This Overlooked AI Infrastructure Stock Could Be 2026's Biggest Winner
By Maksym Misichenko · Nasdaq ·
By Maksym Misichenko · Nasdaq ·
What AI agents think about this news
The panel has mixed views on Dell's AI infrastructure play. While some see potential in attached services and enterprise demand, others caution about cyclical hardware margins, intense competition, and the risk of hyperscaler custom silicon adoption.
Risk: Cyclical hardware margins and intense competition from hyperscalers and open-stack solutions.

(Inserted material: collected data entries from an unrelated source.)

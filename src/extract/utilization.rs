use anyhow::{Context, Result};
use regex::Regex;
use serde::{Deserialize, Serialize};
use std::path::Path;

/// One row of the Vivado utilization table.
#[derive(Debug, Clone, Copy, PartialEq, Deserialize, Serialize)]
pub struct ResourceRow {
    pub used: u64,
    pub available: u64,
    pub util: f64,
}

/// Post-implementation resource usage of the whole network. Every key is
/// emitted even when the report had no matching row.
#[derive(Debug, Clone, Default, PartialEq, Deserialize, Serialize)]
pub struct Utilization {
    #[serde(rename = "LUTS")]
    pub luts: Option<ResourceRow>,
    #[serde(rename = "FF")]
    pub ff: Option<ResourceRow>,
    #[serde(rename = "BRAM")]
    pub bram: Option<ResourceRow>,
    #[serde(rename = "DSP")]
    pub dsp: Option<ResourceRow>,
}

pub fn parse_str(text: &str) -> Result<Utilization> {
    Ok(Utilization {
        luts: scan_row(text, "CLB LUTs*")?,
        ff: scan_row(text, "CLB Registers")?,
        bram: scan_row(text, "Block RAM Tile")?,
        dsp: scan_row(text, "DSPs")?,
    })
}

pub fn parse_file(path: &Path) -> Result<Utilization> {
    let text = std::fs::read_to_string(path)
        .with_context(|| format!("read utilization report {}", path.display()))?;
    parse_str(&text)
}

// The table repeats per hierarchy level; the summary row for the full design
// comes last, so the last match wins.
fn scan_row(text: &str, site_type: &str) -> Result<Option<ResourceRow>> {
    let pattern = format!(
        r"^\|?\s*{}\s*\|\s*(\d+)\s*\|\s*[\d.]+\s*\|\s*(\d+)\s*\|\s*([\d.]+)",
        regex::escape(site_type)
    );
    let re = Regex::new(&pattern).context("compile utilization row pattern")?;
    let mut row = None;
    for line in text.lines() {
        if let Some(caps) = re.captures(line) {
            row = Some(ResourceRow {
                used: caps[1].parse()?,
                available: caps[2].parse()?,
                util: caps[3].parse()?,
            });
        }
    }
    Ok(row)
}
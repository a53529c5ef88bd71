use crate::archive::{unpack_tar_gz, unpack_zip, Workspace};
use crate::config::JobSpec;
use crate::extract::{instance, profile, timing, utilization};
use crate::jenkins::{last_build_info, qualified_name, BuildServer};
use crate::summary::{ArtifactMeta, NetworkSynthesis, RunProfile, SynthesisSummary};
use crate::util;
use anyhow::{anyhow, bail, Result};
use std::path::{Path, PathBuf};
use tracing::{error, info, warn};

pub const ARCHIVE_NAME: &str = "artifacts.zip";
const SYNTH_REPORT_DIR: &str = "archive/project/bin/reports";
const UTILIZATION_REPORT: &str = "report_utilization.rpt";
const TIMING_REPORT: &str = "timing_summary.rpt";
const INSTANCE_BUNDLE: &str = "archive/project/bin/instance_reports.tar.gz";
const INSTANCE_PROJECTS_ROOT: &str = "build/vivado-hls";
const RUN_BIN_DIR: &str = "archive/project/bin";

#[derive(Debug, Clone, Copy, Default)]
pub struct BatchOptions {
    pub force_download: bool,
}

/// What one job contributed to a summary. `artifacts` is `None` whenever the
/// archive could not be obtained or unpacked.
pub struct Collected<T> {
    pub artifacts: Option<T>,
    pub meta: Option<ArtifactMeta>,
}

impl<T> Collected<T> {
    fn empty() -> Self {
        Self {
            artifacts: None,
            meta: None,
        }
    }
}

/// Pulls artifacts for jobs and folds their reports into summary records.
/// Every per-job failure is logged and folded to `null` so one broken job
/// never aborts the batch.
pub struct Aggregator<'s, S: BuildServer + ?Sized> {
    server: &'s S,
    user: String,
    opts: BatchOptions,
}

impl<'s, S: BuildServer + ?Sized> Aggregator<'s, S> {
    pub fn new(server: &'s S, user: &str, opts: BatchOptions) -> Self {
        Self {
            server,
            user: user.to_string(),
            opts,
        }
    }

    /// Utilization, timing and per-instance reports of a synthesis job.
    pub fn synthesis(&self, job: &JobSpec) -> Collected<SynthesisSummary> {
        let (archive, meta) = match self.obtain(job) {
            Ok(pair) => pair,
            Err(err) => {
                error!(job = %job.name, error = %format!("{err:#}"), "cannot obtain artifacts");
                return Collected::empty();
            }
        };
        let workspace = match self.unpacked(job, &archive) {
            Ok(ws) => ws,
            Err(err) => {
                error!(job = %job.name, error = %format!("{err:#}"), "cannot unpack artifacts");
                return Collected {
                    artifacts: None,
                    meta,
                };
            }
        };
        let reports = workspace.path().join(SYNTH_REPORT_DIR);
        let summary = SynthesisSummary {
            network_synth: NetworkSynthesis {
                utilization: self.soft(
                    job,
                    "utilization",
                    utilization::parse_file(&reports.join(UTILIZATION_REPORT)),
                ),
                timing: self.soft(
                    job,
                    "timing",
                    timing::parse_file(&reports.join(TIMING_REPORT)),
                ),
            },
            instance_synth: self.soft(job, "instances", self.instances(workspace.path())),
        };
        Collected {
            artifacts: Some(summary),
            meta,
        }
    }

    /// Actor profiles for the named simulation runs of one job.
    pub fn profiles(&self, job: &JobSpec, runs: &[String]) -> Collected<Vec<RunProfile>> {
        let (archive, meta) = match self.obtain(job) {
            Ok(pair) => pair,
            Err(err) => {
                error!(job = %job.name, error = %format!("{err:#}"), "cannot obtain artifacts");
                return Collected::empty();
            }
        };
        let workspace = match self.unpacked(job, &archive) {
            Ok(ws) => ws,
            Err(err) => {
                error!(job = %job.name, error = %format!("{err:#}"), "cannot unpack artifacts");
                return Collected {
                    artifacts: None,
                    meta,
                };
            }
        };
        let bin_dir = workspace.path().join(RUN_BIN_DIR);
        let profiles = runs
            .iter()
            .map(|run| RunProfile {
                run_name: run.clone(),
                profile: self.soft(
                    job,
                    "profile",
                    profile::parse_file(&bin_dir.join(run).join(format!("{run}.exdf"))),
                ),
            })
            .collect();
        Collected {
            artifacts: Some(profiles),
            meta,
        }
    }

    /// Returns the local archive path, downloading the last finished build's
    /// bundle when there is no usable copy on disk.
    fn obtain(&self, job: &JobSpec) -> Result<(PathBuf, Option<ArtifactMeta>)> {
        let dir = PathBuf::from(&job.dir);
        util::ensure_dir(&dir)?;
        let archive = dir.join(ARCHIVE_NAME);
        if archive.is_file() && !self.opts.force_download {
            info!(path = %archive.display(), "reusing downloaded archive");
            let meta = fingerprint(&archive);
            return Ok((archive, meta));
        }
        let name = qualified_name(&self.user, &job.name);
        let build = last_build_info(self.server, &name)?
            .ok_or_else(|| anyhow!("job {name} does not exist or has never been built"))?;
        if build.building {
            bail!("job {name} build {} is still running", build.number);
        }
        if build.artifacts.is_empty() {
            bail!("job {name} build {} has no artifacts", build.number);
        }
        let bytes = self.server.download_artifacts(&build.url, &archive)?;
        info!(job = %name, bytes, path = %archive.display(), "downloaded artifacts");
        let meta = fingerprint(&archive);
        Ok((archive, meta))
    }

    fn unpacked(&self, job: &JobSpec, archive: &Path) -> Result<Workspace> {
        let workspace = Workspace::create(Path::new(&job.dir))?;
        info!(job = %job.name, dest = %workspace.path().display(), "extracting artifacts");
        unpack_zip(archive, workspace.path())?;
        Ok(workspace)
    }

    fn instances(
        &self,
        extracted: &Path,
    ) -> Result<std::collections::BTreeMap<String, Option<instance::InstanceReport>>> {
        let bundle = extracted.join(INSTANCE_BUNDLE);
        if !bundle.is_file() {
            bail!("no instance report bundle at {}", bundle.display());
        }
        let unpack_root = extracted.join("instance_reports");
        unpack_tar_gz(&bundle, &unpack_root)?;
        instance::collect(&unpack_root.join(INSTANCE_PROJECTS_ROOT))
    }

    fn soft<T>(&self, job: &JobSpec, what: &str, result: Result<T>) -> Option<T> {
        match result {
            Ok(value) => Some(value),
            Err(err) => {
                error!(job = %job.name, what, error = %format!("{err:#}"), "extraction failed");
                None
            }
        }
    }
}

fn fingerprint(archive: &Path) -> Option<ArtifactMeta> {
    let digest = match util::sha256_file(archive) {
        Ok(digest) => digest,
        Err(err) => {
            warn!(error = %format!("{err:#}"), "could not fingerprint archive");
            return None;
        }
    };
    let bytes = match std::fs::metadata(archive) {
        Ok(meta) => meta.len(),
        Err(err) => {
            warn!(error = %format!("{err:#}"), "could not stat archive");
            return None;
        }
    };
    Some(ArtifactMeta {
        bytes,
        sha256: digest,
        recorded_at: util::now_rfc3339(),
    })
}
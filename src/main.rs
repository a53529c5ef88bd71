use anyhow::Result;
use clap::Parser;
use synth_herder::cli;
use tracing::error;

fn main() -> Result<()> {
    let args = cli::Args::parse();
    if let Err(err) = cli::dispatch(args) {
        error!("{:#}", err);
        std::process::exit(1);
    }
    Ok(())
}
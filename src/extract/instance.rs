use anyhow::{Context, Result};
use regex::Regex;
use serde::{Deserialize, Serialize};
use std::collections::BTreeMap;
use std::path::Path;
use tracing::error;

pub const RESOURCE_KEYS: &[&str] = &["SLICE", "LUT", "FF", "DSP", "BRAM", "SRL", "URAM"];

#[derive(Debug, Clone, Default, PartialEq, Deserialize, Serialize)]
pub struct InstanceTiming {
    pub required: Option<f64>,
    pub achieved: Option<f64>,
}

/// Resource counters and post-synthesis timing of one exported module.
#[derive(Debug, Clone, Default, PartialEq, Deserialize, Serialize)]
pub struct InstanceReport {
    pub resources: BTreeMap<String, Option<u64>>,
    pub timing: InstanceTiming,
}

pub fn parse_str(text: &str) -> Result<InstanceReport> {
    let mut resources = BTreeMap::new();
    for key in RESOURCE_KEYS {
        resources.insert(key.to_string(), scan_counter(text, key)?);
    }
    Ok(InstanceReport {
        resources,
        timing: InstanceTiming {
            required: scan_decimal(text, "CP required")?,
            achieved: scan_decimal(text, "CP achieved post-synthesis")?,
        },
    })
}

pub fn parse_file(path: &Path) -> Result<InstanceReport> {
    let text = std::fs::read_to_string(path)
        .with_context(|| format!("read export report {}", path.display()))?;
    parse_str(&text)
}

/// Walks one subdirectory per instance under `root`, reading each instance's
/// export report. A missing or unreadable report yields a `None` entry so one
/// bad instance never aborts the batch. Keys are sorted by instance name.
pub fn collect(root: &Path) -> Result<BTreeMap<String, Option<InstanceReport>>> {
    let mut out = BTreeMap::new();
    let entries =
        std::fs::read_dir(root).with_context(|| format!("read_dir {}", root.display()))?;
    for entry in entries {
        let entry = entry?;
        if !entry.file_type()?.is_dir() {
            continue;
        }
        let name = entry.file_name().to_string_lossy().into_owned();
        let report_path = entry
            .path()
            .join("solution/impl/report/verilog")
            .join(format!("{name}_export.rpt"));
        if !report_path.is_file() {
            error!(instance = %name, path = %report_path.display(), "missing export report");
            out.insert(name, None);
            continue;
        }
        match parse_file(&report_path) {
            Ok(report) => {
                out.insert(name, Some(report));
            }
            Err(err) => {
                error!(instance = %name, error = %format!("{err:#}"), "unreadable export report");
                out.insert(name, None);
            }
        }
    }
    Ok(out)
}

fn scan_counter(text: &str, key: &str) -> Result<Option<u64>> {
    let pattern = format!(r"(?m)^\s*{}:\s*(\d+)", regex::escape(key));
    let re = Regex::new(&pattern).context("compile counter pattern")?;
    match re.captures(text) {
        Some(caps) => Ok(Some(caps[1].parse()?)),
        None => Ok(None),
    }
}

fn scan_decimal(text: &str, key: &str) -> Result<Option<f64>> {
    let pattern = format!(r"{}:\s*([\d.]+)", regex::escape(key));
    let re = Regex::new(&pattern).context("compile timing pattern")?;
    match re.captures(text) {
        Some(caps) => Ok(Some(caps[1].parse()?)),
        None => Ok(None),
    }
}
pub mod aggregate;
pub mod archive;
pub mod cli;
pub mod config;
pub mod expand;
pub mod extract;
pub mod jenkins;
pub mod place;
pub mod summary;
pub mod util;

Opportunity: Monetizing attached services tied to an integrated on-prem stack.
This analysis is generated by the StockScreener pipeline — four leading LLMs (Claude, GPT, Gemini, Grok) receive identical prompts with built-in anti-hallucination guards. Read methodology →
There's no denying that a slew of artificial intelligence stocks are suddenly on the defensive. Shares of cloud computing powerhouse Amazon are down 14% just since the end of last month. Microsoft's budding recovery effort was recently upended as well. Worries of a bigger reckoning are firming up, and understandably so.
There's one name in the artificial intelligence business, however, that may perform very well this year, even if most other AI stocks hit a wall. That's Dell Technologies (NYSE: DELL). Yes, that Dell.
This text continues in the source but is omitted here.